Al centro della trama c'è la coppia composta dall'insegnante di danza Susi (Micaela Ramazzotti) e dal giornalista freelance Luca (Adriano Giannini), alle prese con problemi economici e sentimentali, oltre a quelli di salute della loro figlia Lucilla (Elisa Miccoli). Il loro equilibrio precario viene messo in difficoltà dall'arrivo di Mary Ann (Roisin O'Donovan), una ragazza alla pari irlandese che si stabilisce da loro per imparare l'italiano, aiutata anche da Pierpaolo (Andrea Calligari), il figlio di Luca.

A osservare questa famiglia disfunzionale complicata è Perind (Marcello Fonte), il vicino di casa dei due, che ne osserva le corse all'ultimo minuto per andare a scuola, i litigi, gli amori e i tanti ostacoli che la coppia deve superare.

L'esperienza di Francesca Archibugi, Francesco Piccolo e Paolo Virzì non viene messa in evidenza dalla sceneggiatura del film che, tra battute improbabili e situazioni sempre sopra le righe, trascina gli spettatori nel vortice di follia che contraddistingue i due protagonisti.

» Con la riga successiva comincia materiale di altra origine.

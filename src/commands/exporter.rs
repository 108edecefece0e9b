// Copyright (c) AlphaVelocity.
// All rights reserved.
//
// This source code is licensed under the license found in the
// LICENSE file in the root directory of this source tree.

use crate::expense::ExpenseStore;
use anyhow::Result;
use serde_json::json;

pub fn handle(expenses: &ExpenseStore, m: &clap::ArgMatches) -> Result<()> {
    match m.subcommand() {
        Some(("expenses", sub)) => export_expenses(expenses, sub),
        _ => Ok(()),
    }
}

fn export_expenses(expenses: &ExpenseStore, sub: &clap::ArgMatches) -> Result<()> {
    let fmt = sub.get_one::<String>("format").unwrap().to_lowercase();
    let out = sub.get_one::<String>("out").unwrap();

    match fmt.as_str() {
        "csv" => {
            let mut wtr = csv::Writer::from_path(out)?;
            wtr.write_record([
                "id",
                "date",
                "title",
                "category_id",
                "category_name",
                "amount",
                "created_at",
            ])?;
            for e in expenses.expenses() {
                wtr.write_record([
                    e.id.clone(),
                    e.date.format("%Y-%m-%d %H:%M:%S").to_string(),
                    e.title.clone(),
                    e.category_id.clone(),
                    e.category_name.clone(),
                    e.amount.to_string(),
                    e.created_at.format("%Y-%m-%d %H:%M:%S").to_string(),
                ])?;
            }
            wtr.flush()?;
        }
        "json" => {
            let items: Vec<_> = expenses
                .expenses()
                .iter()
                .map(|e| {
                    json!({
                        "id": e.id, "date": e.date, "title": e.title,
                        "category_id": e.category_id, "category_name": e.category_name,
                        "category_icon": e.category_icon, "amount": e.amount,
                        "created_at": e.created_at,
                    })
                })
                .collect();
            std::fs::write(out, serde_json::to_string_pretty(&items)?)?;
        }
        _ => {
            eprintln!("Unknown format: {} (use csv|json)", fmt);
            return Ok(());
        }
    }
    println!("Exported expenses to {}", out);
    Ok(())
}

Nonostante le buone intenzioni che animano il progetto, Vivere è un insieme di stereotipi, dalla ballerina un po' svampita interpretata da Micaela Ramazzotti - che meriterebbe di uscire definitivamente da una parte che ormai ha proposto fin troppo volte - al giornalista freelance in difficoltà affidato a Giannini (e senza dimenticare il nonno di Pierpaolo con la sua doppia vita affidato a Ernico Montesano), e dialoghi e situazioni improbabili che non permettono agli attori di dimostrare il proprio valore. Non basta la performance misurata di Fonte e l'interessante presenza di Roisin O'Donovan a sostenere un progetto davvero esile che diventa un crescendo di situazioni assurde che si allontanano fin troppo dalla realtà che tanto vorrebbe rappresentare. La regista sa comunque portare avanti la sua chiave di lettura senza troppe sbavature, con inquadrature ben costruite e una buona gestione dei tempi comici. A penalizzare però la buona riuscita di Vivere è l'incapacità di trovare l'approccio giusto ai momenti drammatici rispetto ai passaggi più leggeri, suscitando ilarità in momenti "seri" e lasciando fin troppo freddi in quelli drammatici.

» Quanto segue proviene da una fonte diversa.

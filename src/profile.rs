// Copyright (c) 2025 Soumyadip Sarkar.
// All rights reserved.
//
// This source code is licensed under the license found in the
// LICENSE file in the root directory of this source tree.

use crate::expense::StoreError;
use crate::kv::KeyValueStore;
use crate::models::{Category, LivingType, Profile};
use crate::snapshot;
use anyhow::Result;
use std::collections::HashSet;

pub const PROFILE_KEY: &str = "onboarding-storage";

/// Onboarding/profile configuration: monthly budget, category set, living
/// type, onboarding flag. Field setters persist before returning, same as
/// the expense store. Budget-relative metrics live in `budget`; this store
/// never reads expense data.
pub struct ProfileStore {
    profile: Profile,
}

impl ProfileStore {
    pub fn load(kv: &dyn KeyValueStore) -> Self {
        Self {
            profile: snapshot::load_or_default(kv, PROFILE_KEY),
        }
    }

    pub fn profile(&self) -> &Profile {
        &self.profile
    }

    pub fn is_onboarded(&self) -> bool {
        self.profile.is_onboarded
    }

    /// Look up a category in the current selected set.
    pub fn category(&self, id: &str) -> Option<&Category> {
        self.profile.selected_categories.iter().find(|c| c.id == id)
    }

    pub fn set_user_name(&mut self, kv: &dyn KeyValueStore, name: &str) -> Result<()> {
        self.profile.user_name = Some(name.to_string());
        self.save(kv)
    }

    pub fn set_college_name(&mut self, kv: &dyn KeyValueStore, college: &str) -> Result<()> {
        self.profile.college_name = Some(college.to_string());
        self.save(kv)
    }

    pub fn set_monthly_budget(&mut self, kv: &dyn KeyValueStore, budget: i64) -> Result<()> {
        if budget < 0 {
            return Err(StoreError::InvalidAmount(budget).into());
        }
        self.profile.monthly_budget = budget;
        self.save(kv)
    }

    /// Replace the selected category set. Duplicate ids are dropped, first
    /// occurrence wins, so the unique-by-id invariant always holds.
    pub fn set_categories(&mut self, kv: &dyn KeyValueStore, categories: Vec<Category>) -> Result<()> {
        let mut seen = HashSet::new();
        self.profile.selected_categories = categories
            .into_iter()
            .filter(|c| seen.insert(c.id.clone()))
            .collect();
        self.save(kv)
    }

    /// Change living type AND replace the category set with that type's
    /// defaults, discarding any prior customization. The coupling is
    /// intentional.
    pub fn set_living_type(&mut self, kv: &dyn KeyValueStore, living: LivingType) -> Result<()> {
        self.profile.living_type = living;
        self.profile.selected_categories = living.default_categories();
        self.save(kv)
    }

    pub fn complete_onboarding(&mut self, kv: &dyn KeyValueStore) -> Result<()> {
        self.profile.is_onboarded = true;
        self.save(kv)
    }

    /// Restore factory defaults (preset budget, hostel defaults, not
    /// onboarded). Does not touch the expense store.
    pub fn reset(&mut self, kv: &dyn KeyValueStore) -> Result<()> {
        self.profile = Profile::default();
        self.save(kv)
    }

    fn save(&self, kv: &dyn KeyValueStore) -> Result<()> {
        snapshot::save(kv, PROFILE_KEY, &self.profile)
    }
}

Gli elementi legati alla fede, tematica molto importante all’interno della narrazione, rimangono purtroppo solo accennati anche nel caso della storia di Mary Ann, personaggio abbozzato a grandi linee e costruito su differenze sociali e barriere linguistiche che, nel 2019, appaiono quasi ingiustificate e datate. Lo script sfiora solamente i dilemmi morali e i dubbi personali vissuti dalla giovane messa a confronto con il caos di Susi e Luca, lasciando solo intuire quello che si cela nel suo passato e nella quotidianità da outsider in una nazione straniera. Dispiace, inoltre, che le due famiglie dei protagonisti siano solo un contorno poco ricco di sfumature e che non aggiunge assolutamente nulla al racconto costruito per il grande schermo, nonostante si tratti di un tassello importante per comprendere i personaggi e le loro motivazioni.

Tra saluti imbarazzanti in aeroporto e confessioni inaspettate a un medico, il professor Marinoni affidato all'esperienza di Massimo Ghini, il lungometraggio scivola inevitabilmente nell'eccesso di zuccheri e buoni sentimenti sull'epilogo che dà il titolo al film, lasciando un retrogusto di potenzialità inespresse e occasione sprecata.